Mais tarde o arquiduque indignado pelas ocorrências vai visitar os feridos no hospital. O general Potiorek, responsável pela segurança dos visitantes, garante que o trajeto é seguro e traça uma rota alternativa, esquecendo-se de avisar o motorista de Ferdinando, que segue o caminho original. Gravilo Princip, que tomava um café na Rua Franz Joseph, atônito vê o carro oficial se aproximar, pega sua pistola Browning, modelo 1910 e dispara dois tiros, a menos de dois metros de distância do veículo. O primeiro disparo fatal acertou Sofia, no estômago, o segundo atingiu o pescoço de Francisco Ferdinando. Ele estava tão próximo que pode ver o brilho nos olhos do casal real se dissipar. Era o dia 28 de junho de 1914, o que ele planejara cuidadosamente o acaso encarregara-se de trazer à sua frente. Consumado o ato terrorista só lhe restava o suicídio, pois não suportava a idéia de ser aprisionando, além disso, era regra da “Mão Negra”. Princip usa primeiro o cianeto e depois sua arma, mas vomitou a pílula e sua arma foi-lhe tirada das mãos. Foi preso e a policia bateu em sua cabeça com a bainha de suas espadas, chutaram e socaram Princip, tiraram a pele de seu pescoço com as espadas e o torturaram. Ele foi levado à prisão militar acorrentado pelos pés. Mais de 20 homens estavam envolvidos nesse atentado, porém oito conspiradores foram declarados culpados. Os menores de idade foram sentenciados à prisão. Gavrilo Princip, Nedjelko Cabrinovic e Trifko Grabez pegaram pena máxima de 20 anos, Vaso Cubrilovic pegou 16 anos e Cvijetko Popovic 13 anos. Maiores de idade, Danilo Ilic, Veljko Cubrilovic e Misko Jovanovic foram executados em 3 de fevereiro de 1915.

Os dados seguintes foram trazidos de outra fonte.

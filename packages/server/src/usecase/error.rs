//! UseCase 層のエラー定義

use thiserror::Error;

use crate::domain::{PlayerError, RepositoryError, ValueObjectError};

/// トランザクション適用時のエラー
#[derive(Debug, Error, Clone, PartialEq, Eq)]
pub enum TransactError {
    /// 操作の値が不正
    #[error("Invalid operation: {0}")]
    InvalidOperation(#[from] ValueObjectError),

    /// ドメインルールにより拒否された
    #[error("{0}")]
    Rejected(#[from] PlayerError),

    /// ストアが利用できない
    #[error("Store unavailable: {0}")]
    StoreUnavailable(String),
}

impl From<RepositoryError> for TransactError {
    fn from(error: RepositoryError) -> Self {
        match error {
            RepositoryError::Rejected(e) => Self::Rejected(e),
            other => Self::StoreUnavailable(other.to_string()),
        }
    }
}

/// クエリ評価時のエラー
#[derive(Debug, Error, Clone, PartialEq, Eq)]
pub enum QueryError {
    #[error("Store unavailable: {0}")]
    StoreUnavailable(String),
}

impl From<RepositoryError> for QueryError {
    fn from(error: RepositoryError) -> Self {
        Self::StoreUnavailable(error.to_string())
    }
}

/// プレゼンス操作時のエラー
#[derive(Debug, Error, Clone, PartialEq, Eq)]
pub enum PresenceError {
    /// 値が不正
    #[error("Invalid presence: {0}")]
    Invalid(#[from] ValueObjectError),

    /// ピアが登録されていない
    #[error("Peer '{0}' not found")]
    PeerNotFound(String),

    /// ピアが既に登録されている
    #[error("Peer '{0}' is already connected")]
    DuplicatePeer(String),

    /// ルームに参加していない
    #[error("Peer '{0}' has not joined a room")]
    NotInRoom(String),
}

impl From<RepositoryError> for PresenceError {
    fn from(error: RepositoryError) -> Self {
        match error {
            RepositoryError::DuplicatePeer(id) => Self::DuplicatePeer(id),
            RepositoryError::NotInRoom(id) => Self::NotInRoom(id),
            RepositoryError::PeerNotFound(id) => Self::PeerNotFound(id),
            other => Self::PeerNotFound(other.to_string()),
        }
    }
}
//! Local presence: cursor color and remote cursor display.

use rand::Rng;
use tapboard_server::infrastructure::dto::websocket::PeerPresenceDto;

/// Color used for peers that did not publish one
pub const FALLBACK_COLOR: &str = "gray";

/// Random dark `#rrggbb` color, each channel below 200
pub fn random_dark_color() -> String {
    let mut rng = rand::thread_rng();
    let [r, g, b]: [u8; 3] = std::array::from_fn(|_| rng.gen_range(0..200));
    format!("#{r:02x}{g:02x}{b:02x}")
}

/// One remote cursor line of the view
pub fn describe_peer(peer: &PeerPresenceDto) -> String {
    let name = if peer.presence.name.is_empty() {
        "(anonymous)"
    } else {
        peer.presence.name.as_str()
    };
    let color = peer.color.as_deref().unwrap_or(FALLBACK_COLOR);
    match peer.cursor {
        Some(cursor) => format!("{name} {color} @ ({}, {})", cursor.x, cursor.y),
        None => format!("{name} {color}"),
    }
}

O atentado, praticado pelo estudante nacionalista sérvio Gavrilo Princip, foi o pretexto para o início do sangrento conflito que logo assumiria proporções mundiais nunca imaginadas anteriormente. Os tiros disparados por sua velha arma na capital da província austro-húngara da Bósnia-Herzegovina precipitaram uma guerra impossível de ser evitada, que nenhum dos principais estadistas europeus desejava, pois a Europa estava dividida por alianças rivais e interesses diversos.
Gravilo só morreria quatro anos mais tarde do início da primeira guerra mundial, esquecido num campo de prisioneiros sérvios, sem saber dos acontecimentos que o assassinato duplo que ele cometera desencadeou.
Com olhos fechados,suspirou pela última vez ouvindo ao longe o barulho de bombas e canhões. Os disparos que ele fizera anos antes foram só os primeiros de milhares que ecoariam por toda a terra.